The AAP said in the document filed with the court that their review of the research and the experiences of the front-line pediatric practitioners “prove beyond any doubt that universal mask policies in schools significantly reduce the spread of COVID-19 in school populations.” The group said the prevalence of pediatric COVID-19 has skyrocketed since the school year began, with 20% of all child cases since the beginning of the pandemic diagnosed between Aug. 13 and Sept. 16.

“This surge appears to be due to two principal factors: the resumption of in-person schooling (and particularly schooling in places without masks), and the emergence of the delta variant, which is more than twice as contagious as previous variants,” the AAP said in the short document.

The document said more than 5.5 million child COVID-19 cases have been reported in the United States as of Sept. 16, which is more than 15% of total cases in the country. Iowa has reported more than 56,000 child cases, the group said.

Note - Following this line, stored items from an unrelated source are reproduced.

//! Gemini embedding provider.
//!
//! Uses `models/{model}:batchEmbedContents`. Corpus texts are embedded with
//! the `RETRIEVAL_DOCUMENT` task type and queries with `RETRIEVAL_QUERY`.

use crate::embeddings::provider::check_dimensions;
use crate::embeddings::{EmbeddingConfig, EmbeddingProvider};
use async_trait::async_trait;
use ragline_core::{AppError, AppResult};
use ragline_llm::providers::gemini::DEFAULT_GEMINI_URL;
use reqwest::Client;
use serde::{Deserialize, Serialize};
use std::time::Duration;
use tracing::{debug, instrument, warn};

/// Texts per `batchEmbedContents` call accepted by the API.
const MAX_BATCH: usize = 100;

const MAX_RETRIES: u32 = 3;
const INITIAL_BACKOFF_MS: u64 = 200;
const REQUEST_TIMEOUT_SECS: u64 = 60;

#[derive(Debug, Clone, Copy, PartialEq, Eq)]
enum TaskType {
    Document,
    Query,
}

impl TaskType {
    fn as_str(self) -> &'static str {
        match self {
            TaskType::Document => "RETRIEVAL_DOCUMENT",
            TaskType::Query => "RETRIEVAL_QUERY",
        }
    }
}

#[derive(Debug, Serialize)]
struct BatchRequest {
    requests: Vec<EmbedRequest>,
}

#[derive(Debug, Serialize)]
#[serde(rename_all = "camelCase")]
struct EmbedRequest {
    model: String,
    content: Content,
    task_type: &'static str,
    output_dimensionality: usize,
}

#[derive(Debug, Serialize)]
struct Content {
    parts: Vec<Part>,
}

#[derive(Debug, Serialize)]
struct Part {
    text: String,
}

#[derive(Debug, Deserialize)]
struct BatchResponse {
    #[serde(default)]
    embeddings: Vec<Embedding>,
}

#[derive(Debug, Deserialize)]
struct Embedding {
    values: Vec<f32>,
}

#[derive(Debug, Clone)]
pub struct GeminiProvider {
    client: Client,
    base_url: String,
    api_key: String,
    model: String,
    dimensions: usize,
}

impl GeminiProvider {
    pub fn new(config: EmbeddingConfig) -> AppResult<Self> {
        let api_key = config
            .api_key
            .filter(|k| !k.trim().is_empty())
            .ok_or_else(|| {
                AppError::Config(
                    "Gemini embeddings require an API key. Set RAGLINE_API_KEY or GOOGLE_API_KEY"
                        .to_string(),
                )
            })?;

        let client = Client::builder()
            .timeout(Duration::from_secs(REQUEST_TIMEOUT_SECS))
            .build()
            .map_err(|e| AppError::Llm(format!("Failed to create HTTP client: {}", e)))?;

        Ok(Self {
            client,
            base_url: config
                .endpoint
                .unwrap_or_else(|| DEFAULT_GEMINI_URL.to_string())
                .trim_end_matches('/')
                .to_string(),
            api_key,
            model: config.model.trim_start_matches("models/").to_string(),
            dimensions: config.dimensions,
        })
    }

    fn batch_request(&self, texts: &[String], task: TaskType) -> BatchRequest {
        BatchRequest {
            requests: texts
                .iter()
                .map(|text| EmbedRequest {
                    model: format!("models/{}", self.model),
                    content: Content {
                        parts: vec![Part { text: text.clone() }],
                    },
                    task_type: task.as_str(),
                    output_dimensionality: self.dimensions,
                })
                .collect(),
        }
    }

    #[instrument(skip(self, texts), fields(batch_size = texts.len(), model = %self.model))]
    async fn embed_with_retries(&self, texts: &[String], task: TaskType) -> AppResult<Vec<Vec<f32>>> {
        let mut attempt = 0;
        loop {
            match self.embed_once(texts, task).await {
                Ok(vectors) => return Ok(vectors),
                Err(e) if attempt + 1 < MAX_RETRIES => {
                    attempt += 1;
                    let backoff_ms = INITIAL_BACKOFF_MS * 2_u64.pow(attempt);
                    warn!(
                        "Gemini embedding failed (attempt {}/{}), retrying in {}ms: {}",
                        attempt, MAX_RETRIES, backoff_ms, e
                    );
                    tokio::time::sleep(Duration::from_millis(backoff_ms)).await;
                }
                Err(e) => return Err(e),
            }
        }
    }

    async fn embed_once(&self, texts: &[String], task: TaskType) -> AppResult<Vec<Vec<f32>>> {
        let url = format!(
            "{}/models/{}:batchEmbedContents",
            self.base_url, self.model
        );

        let response = self
            .client
            .post(&url)
            .header("x-goog-api-key", &self.api_key)
            .json(&self.batch_request(texts, task))
            .send()
            .await
            .map_err(|e| AppError::Llm(format!("Failed to send request to Gemini: {}", e)))?;

        let status = response.status();
        if !status.is_success() {
            let error_text = response
                .text()
                .await
                .unwrap_or_else(|_| "Unknown error".to_string());
            return Err(AppError::Llm(format!(
                "Gemini embedding error ({}): {}",
                status, error_text
            )));
        }

        let body: BatchResponse = response
            .json()
            .await
            .map_err(|e| AppError::Llm(format!("Failed to parse Gemini response: {}", e)))?;

        if body.embeddings.len() != texts.len() {
            return Err(AppError::Knowledge(format!(
                "Gemini returned {} embeddings for {} texts",
                body.embeddings.len(),
                texts.len()
            )));
        }

        let vectors: Vec<Vec<f32>> = body
            .embeddings
            .into_iter()
            .map(|e| normalize(e.values))
            .collect();
        check_dimensions(&vectors, self.dimensions)?;
        Ok(vectors)
    }

    async fn embed_all(&self, texts: &[String], task: TaskType) -> AppResult<Vec<Vec<f32>>> {
        let mut vectors = Vec::with_capacity(texts.len());
        for batch in texts.chunks(MAX_BATCH) {
            vectors.extend(self.embed_with_retries(batch, task).await?);
        }
        debug!("Embedded {} texts with {}", vectors.len(), self.model);
        Ok(vectors)
    }
}

/// Truncated Gemini embeddings are not unit length.
fn normalize(mut values: Vec<f32>) -> Vec<f32> {
    let norm: f32 = values.iter().map(|x| x * x).sum::<f32>().sqrt();
    if norm > 0.0 {
        for v in &mut values {
            *v /= norm;
        }
    }
    values
}

#[async_trait]
impl EmbeddingProvider for GeminiProvider {
    fn provider_name(&self) -> &str {
        "gemini"
    }

    fn model_name(&self) -> &str {
        &self.model
    }

    fn dimensions(&self) -> usize {
        self.dimensions
    }

    async fn embed_batch(&self, texts: &[String]) -> AppResult<Vec<Vec<f32>>> {
        if texts.is_empty() {
            return Ok(Vec::new());
        }
        self.embed_all(texts, TaskType::Document).await
    }

    async fn embed_query(&self, text: &str) -> AppResult<Vec<f32>> {
        self.embed_all(&[text.to_string()], TaskType::Query)
            .await?
            .pop()
            .ok_or_else(|| AppError::Knowledge("No embedding returned".to_string()))
    }
}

The testimonial challenges Reynolds’ longstanding opposition to mask mandates. She has questioned the effectiveness of cloth masks in schools and has suggested they may cause harm, saying parents should decide whether to mask their children.

The AAP said the state’s claims that masks are harmful to respiratory function, to children’s social or language skills, or for children with anxiety lacking any scientific basis.

The AAP said since the beginning of August, more children have died each week than in all but one previous week of the pandemic. Nationally, among the 45 states, New York City, Puerto Rico and Guam reporting data, 498 children have died. The group’s data shows three children have died in Iowa from COVID-19. Texas leads the nation in child deaths from the virus with 79 and Arizona has had 38.

The uncontrolled spread of COVID-19 poses a greater risk for children with certain underlying conditions including Down’s syndrome, lung conditions, heart conditions and weakened immune systems.

Judge Robert Pratt issued a restraining order on Sept. 13 against Reynolds and Iowa Department of Education Director Ann Lebo to prevent them from enforcing the law. He concluded that the law substantially increases the risk of several children with health conditions of contracting COVID-19 and may violate federal laws including the Americans With Disabilities Act.

He extended the order on Monday until Oct. 11 and is considering a preliminary injunction which would continue to halt enforcement of the law while the case works through the courts. Reynolds indicated she is determined to restore the law, saying she will appeal. At least 24 school districts have reinstated a mask mandate since Pratt issued a temporary restraining order.

All 99 counties in Iowa continue to see a high rate of virus spread, according to CDC data. The state Wednesday data update shows deaths from COVID-19 in Iowa increased by 81 to 6,563. The deaths occurred between Aug. 10 and Sept. 17, the state said.

The mask dispute is one of several playing out in school districts nationwide especially in Republican run states that have prevented local governments from imposing mask requirements.

On Tuesday a federal judge in South Carolina overturned that state’s ban on mask mandates and on Monday a judge in Arizona struck down Republican-passed laws that block schools from requiring masks and restrict the power of local governments to impose COVID-19 requirements.